Summary of the Invention

In view of the above technical problems, embodiments of the present application provide a method and a device for speech recognition.

In a first aspect, an embodiment of the present application provides a method for speech recognition, where the method includes:

Obtain the speech data to be identified;

Determining phoneme data corresponding to the voice data;

The phoneme data is input into a pre-trained phoneme text conversion model to obtain text data corresponding to the voice data.

Optionally, the method further includes:

Obtaining sample phoneme data and corresponding sample text data;

Using the sample phoneme data as sample input data and the sample text data as sample output data, the initial phoneme text conversion model is trained to obtain the phoneme text conversion model.

Optionally, the determining phoneme data corresponding to the voice data includes:

Based on a pre-trained speech acoustic model, phoneme data corresponding to the speech data is determined.

Optionally, the phoneme-to-Chinese character conversion model includes an encoder model, a decoder model, an attention mechanism model, and a spatial search model;

The inputting the phoneme data into a pre-trained phoneme Chinese character conversion model to obtain the Chinese character text corresponding to the voice data includes:

Inputting the phoneme data into the encoder model to obtain a first feature code corresponding to the phoneme data;

Inputting the first feature code into the attention mechanism model to obtain a second feature code corresponding to the phoneme data;

Inputting the second feature code into the decoder model to obtain a feature code of a text corresponding to a first phoneme unit in the phoneme data;

Setting the text sequence number i corresponding to the phoneme data to be equal to 1;

Inputting the first feature code and the feature code of the text corresponding to the i-th phoneme unit in the phoneme data into the attention mechanism model to obtain a fusion feature code of the text corresponding to the i-th phoneme unit;

Inputting the fusion feature code of the text corresponding to the i-th phoneme unit into the spatial search model to obtain the text corresponding to the i-th phoneme unit;

If the i-th phoneme unit is not the last phoneme unit in the phoneme data, inputting the text corresponding to the i-th phoneme unit and the second feature code into the decoder model to obtain the The feature code of the text corresponding to the i + 1th phoneme unit in the phoneme data, increment the value of i by 1 and go to the execution of the first feature code and the text corresponding to the i-th phoneme unit in the phoneme data. A processing step of inputting a feature code into the attention mechanism model;

If the i-th phoneme unit is the last phoneme unit in the phoneme data, the text corresponding to each phoneme unit obtained by the spatial search model is sorted according to the corresponding phoneme unit in the phoneme data, Combined together to obtain text data corresponding to the voice data.

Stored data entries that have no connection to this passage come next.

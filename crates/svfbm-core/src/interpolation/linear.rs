//! Linear interpolation (bilinear in 2-D, trilinear in 3-D).

use burn::tensor::backend::Backend;
use burn::tensor::{Int, Tensor};
use super::trait_::Interpolator;

/// Linear interpolator.
///
/// Neighbor indices are clamped to the grid, so samples past the border
/// replicate the edge value. Callers that need a fill value outside the
/// field of view mask the result themselves (see `ResampleImageFilter`).
#[derive(Debug, Clone, Copy, Default)]
pub struct LinearInterpolator;

impl LinearInterpolator {
    pub fn new() -> Self {
        Self
    }
}

/// Per-axis floor/ceil indices and fractional weight.
struct AxisSamples<B: Backend> {
    lower: Tensor<B, 1, Int>,
    upper: Tensor<B, 1, Int>,
    weight: Tensor<B, 1>,
}

impl<B: Backend> AxisSamples<B> {
    fn new(coord: Tensor<B, 1>, len: usize) -> Self {
        let max = (len - 1) as f64;
        let floor = coord.clone().floor();
        let weight = coord - floor.clone();
        let upper = (floor.clone() + 1.0).clamp(0.0, max).int();
        let lower = floor.clamp(0.0, max).int();
        Self { lower, upper, weight }
    }

    fn pick(&self, high: bool) -> (Tensor<B, 1, Int>, Tensor<B, 1>) {
        if high {
            (self.upper.clone(), self.weight.clone())
        } else {
            (self.lower.clone(), self.weight.clone().neg().add_scalar(1.0))
        }
    }
}

impl<B: Backend> Interpolator<B> for LinearInterpolator {
    fn interpolate<const D: usize>(&self, data: &Tensor<B, D>, indices: Tensor<B, 2>) -> Tensor<B, 1> {
        match D {
            3 => self.interpolate_nd::<B, D, 3>(data, indices),
            2 => self.interpolate_nd::<B, D, 2>(data, indices),
            _ => panic!("LinearInterpolator only supports 2D and 3D tensors"),
        }
    }
}

impl LinearInterpolator {
    /// Blend the `2^N` corner values gathered from the flattened tensor.
    fn interpolate_nd<B: Backend, const D: usize, const N: usize>(
        &self,
        data: &Tensor<B, D>,
        indices: Tensor<B, 2>,
    ) -> Tensor<B, 1> {
        let dims = data.dims();
        let total: usize = dims.iter().product();
        let flat = data.clone().reshape([total]);

        // Index column `a` addresses tensor dimension `N - 1 - a`.
        let mut axes = Vec::with_capacity(N);
        let mut strides = Vec::with_capacity(N);
        for a in 0..N {
            let tensor_dim = N - 1 - a;
            let coord = indices.clone().narrow(1, a, 1).squeeze::<1>(1);
            axes.push(AxisSamples::new(coord, dims[tensor_dim]));
            strides.push(dims[tensor_dim + 1..].iter().product::<usize>() as i32);
        }

        let mut result: Option<Tensor<B, 1>> = None;
        for corner in 0..(1usize << N) {
            let mut offset: Option<Tensor<B, 1, Int>> = None;
            let mut weight: Option<Tensor<B, 1>> = None;
            for a in 0..N {
                let (idx, w) = axes[a].pick(corner & (1 << a) != 0);
                let term = idx * strides[a];
                offset = Some(match offset {
                    Some(o) => o + term,
                    None => term,
                });
                weight = Some(match weight {
                    Some(acc) => acc * w,
                    None => w,
                });
            }
            if let (Some(offset), Some(weight)) = (offset, weight) {
                let value = flat.clone().gather(0, offset) * weight;
                result = Some(match result {
                    Some(acc) => acc + value,
                    None => value,
                });
            }
        }

        result.unwrap_or_else(|| Tensor::zeros([indices.dims()[0]], &indices.device()))
    }
}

Optionally, the encoder model is a convolutional neural network CNN, and the decoder model is a convolutional neural network CNN.

In a second aspect, an embodiment of the present application provides a device for voice recognition, where the device includes:

An acquisition module for acquiring voice data to be identified;

A determining module, configured to determine phoneme data corresponding to the voice data;

A conversion module is configured to input the phoneme data into a pre-trained phoneme text conversion model to obtain text data corresponding to the speech data.

Optionally, the device further includes a training module for:

Obtaining sample phoneme data and corresponding sample text data;

Optionally, the determining module is configured to:

The conversion module is configured to:

According to a third aspect, an embodiment of the present application provides a terminal. The terminal includes a processor and a memory. The memory stores at least one instruction, and the at least one instruction is loaded and executed by the processor to implement the foregoing. The method for speech recognition according to the first aspect.

In a fourth aspect, an embodiment of the present application provides a computer-readable storage medium, where the storage medium stores at least one instruction, and the at least one instruction is loaded and executed by the processor to implement the method as described in the first aspect above. The method of speech recognition described above.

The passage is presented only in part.